Lauren apareció en la ventanilla del lado del acompañante.
– Ven a buscarme a North-Point -dijo-, voy a pasear por allí. Oye, si es muy complicado, no hace falta que le digas la verdad. No quiero ponerte en una situación comprometida.
– Es mi socio y mi amigo, no puedo mentirle.
– ¡Adelante, habla de mí con la guantera! -repuso Paul-. Anoche, sin ir más lejos, yo abrí la nevera y, al ver que había luz, entré y me pasé media hora hablando de ti con la mantequilla y una lechuga.
– ¡No estoy hablando de ti con la guantera sino con ella!
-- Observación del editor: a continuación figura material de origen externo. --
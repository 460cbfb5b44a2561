//! Provider configuration loading via `ortho-config`.

use ortho_config::OrthoConfig;
use serde::Deserialize;
use thiserror::Error;

use crate::request::ProvisionRequest;

/// Azure provisioning settings derived from environment variables and
/// configuration files.
#[derive(Clone, Debug, Deserialize, OrthoConfig, PartialEq, Eq)]
#[ortho_config(
    prefix = "NODEKEEPER_AZURE",
    discovery(
        app_name = "nodekeeper",
        env_var = "NODEKEEPER_CONFIG_PATH",
        config_file_name = "nodekeeper.toml",
        dotfile_name = ".nodekeeper.toml",
        project_file_name = "nodekeeper.toml"
    )
)]
pub struct AzureConfig {
    /// Path to the `az` executable.
    #[ortho_config(default = "az".to_owned())]
    pub az_bin: String,
    /// Prefix for generated node names (`<prefix>-<uuid>`).
    #[ortho_config(default = "nodekeeper".to_owned())]
    pub name_prefix: String,
    /// Administrator account created on new nodes.
    #[ortho_config(default = "azureuser".to_owned())]
    pub admin_username: String,
    /// Resource group holding the shared boot diagnostics account.
    #[ortho_config(default = "nodekeeper-diag".to_owned())]
    pub diagnostics_group: String,
    /// Storage account receiving boot diagnostics for every node.
    #[ortho_config(default = "nkbootdiag".to_owned())]
    pub diagnostics_account: String,
    /// Region used when a request does not name one.
    #[ortho_config(default = "eastus2".to_owned())]
    pub default_location: String,
    /// Image used when a request does not name one.
    #[ortho_config(default = "UbuntuLTS".to_owned())]
    pub default_image: String,
    /// Size used when a request does not name one.
    #[ortho_config(default = "Standard_DS1_v2".to_owned())]
    pub default_size: String,
    /// SSH port recorded on new handles.
    #[ortho_config(default = 22)]
    pub ssh_port: u16,
    /// Upper bound on a single `az` invocation, in seconds.
    #[ortho_config(default = 1800)]
    pub command_timeout_secs: u64,
}

/// Metadata for a configuration field, used to generate actionable error messages.
struct FieldMetadata {
    description: &'static str,
    env_var: &'static str,
    toml_key: &'static str,
}

impl FieldMetadata {
    const fn new(description: &'static str, env_var: &'static str, toml_key: &'static str) -> Self {
        Self {
            description,
            env_var,
            toml_key,
        }
    }
}

impl AzureConfig {
    fn require_field(value: &str, metadata: &FieldMetadata) -> Result<(), ConfigError> {
        if value.trim().is_empty() {
            return Err(ConfigError::MissingField(format!(
                "missing {}: set {} or add {} to nodekeeper.toml",
                metadata.description, metadata.env_var, metadata.toml_key
            )));
        }
        Ok(())
    }

    /// Loads configuration without attempting to parse CLI arguments. Values
    /// merge defaults, configuration files, and environment variables.
    ///
    /// # Errors
    ///
    /// Returns [`ConfigError::Parse`] when the merge fails.
    pub fn load_without_cli_args() -> Result<Self, ConfigError> {
        Self::load_from_iter([std::ffi::OsString::from("nodekeeper")])
            .map_err(|err| ConfigError::Parse(err.to_string()))
    }

    /// Builds a [`ProvisionRequest`] from the configured defaults, letting
    /// callers override individual fields.
    ///
    /// # Errors
    ///
    /// Returns [`ConfigError`] when validation fails.
    pub fn request_with(
        &self,
        location: Option<&str>,
        image: Option<&str>,
        size: Option<&str>,
        setup: Option<&str>,
        networking: Option<&str>,
    ) -> Result<ProvisionRequest, ConfigError> {
        self.validate()?;
        ProvisionRequest::builder()
            .location(location.unwrap_or(&self.default_location))
            .image_reference(image.unwrap_or(&self.default_image))
            .size_class(size.unwrap_or(&self.default_size))
            .setup_variant(setup.unwrap_or_default())
            .networking_mode(networking.unwrap_or_default())
            .build()
            .map_err(|err| ConfigError::Parse(err.to_string()))
    }

    /// Performs semantic validation on required fields.
    ///
    /// # Errors
    ///
    /// Returns [`ConfigError::MissingField`] when a required field is empty.
    pub fn validate(&self) -> Result<(), ConfigError> {
        for (value, metadata) in [
            (
                &self.az_bin,
                FieldMetadata::new("Azure CLI binary", "NODEKEEPER_AZURE_AZ_BIN", "az_bin"),
            ),
            (
                &self.name_prefix,
                FieldMetadata::new(
                    "node name prefix",
                    "NODEKEEPER_AZURE_NAME_PREFIX",
                    "name_prefix",
                ),
            ),
            (
                &self.admin_username,
                FieldMetadata::new(
                    "administrator user name",
                    "NODEKEEPER_AZURE_ADMIN_USERNAME",
                    "admin_username",
                ),
            ),
            (
                &self.diagnostics_group,
                FieldMetadata::new(
                    "diagnostics resource group",
                    "NODEKEEPER_AZURE_DIAGNOSTICS_GROUP",
                    "diagnostics_group",
                ),
            ),
            (
                &self.diagnostics_account,
                FieldMetadata::new(
                    "diagnostics storage account",
                    "NODEKEEPER_AZURE_DIAGNOSTICS_ACCOUNT",
                    "diagnostics_account",
                ),
            ),
        ] {
            Self::require_field(value, &metadata)?;
        }
        Ok(())
    }
}

/// Errors raised during configuration loading and validation.
#[derive(Clone, Debug, Error, Eq, PartialEq)]
pub enum ConfigError {
    /// Indicates a required configuration field is empty or missing.
    #[error("missing configuration field: {0}")]
    MissingField(String),
    /// Surfaces errors from the `ortho-config` loader.
    #[error("configuration parsing failed: {0}")]
    Parse(String),
}

impl From<ortho_config::OrthoError> for ConfigError {
    fn from(value: ortho_config::OrthoError) -> Self {
        Self::Parse(value.to_string())
    }
}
– ¡Muy bien, pues pídele a lady Casper que vaya a plancharse la sábana para que nosotros podamos hablar un poco!
Lauren desapareció.
– ¿Se ha ido ya el fantasma? -preguntó Paul, un poco nervioso.
– ¡No es «el», es «la»! Sí, se ha marchado. ¡Qué grosero eres! ¿A qué juegas?
– ¿Que a qué juego? -respondió Paul, haciendo una mueca. Volvió a arrancar-. A nada. Quería que estuviéramos solos, simplemente; tengo que hablarte de cosas personales.
– ¿De qué cosas?
– De los efectos secundarios que a veces aparecen varios meses después de haberse separado.
Paul soltó un rollo interminable: Carol-Ann no estaba hecha para él; en su opinión, esa mujer le había hecho sufrir mucho para nada y, además, no valía la pena; no era más que una desgraciada; apeló a su honradez para que reconociese que Carol-Ann no merecía que él viviera en el estado en que había vivido desde su separación; desde Karine, nunca había estado tan hundido. En el caso de Karine, lo entendía, pero en el de Carol-Ann, francamente…
Arthur le señaló que en la época de la famosa Karine tenían diecinueve años, y además él nunca había flirteado con ella. ¡Llevaba veinte años hablándole de aquella chica, simplemente porque la había visto primero! Paul negó haberla mencionado siquiera.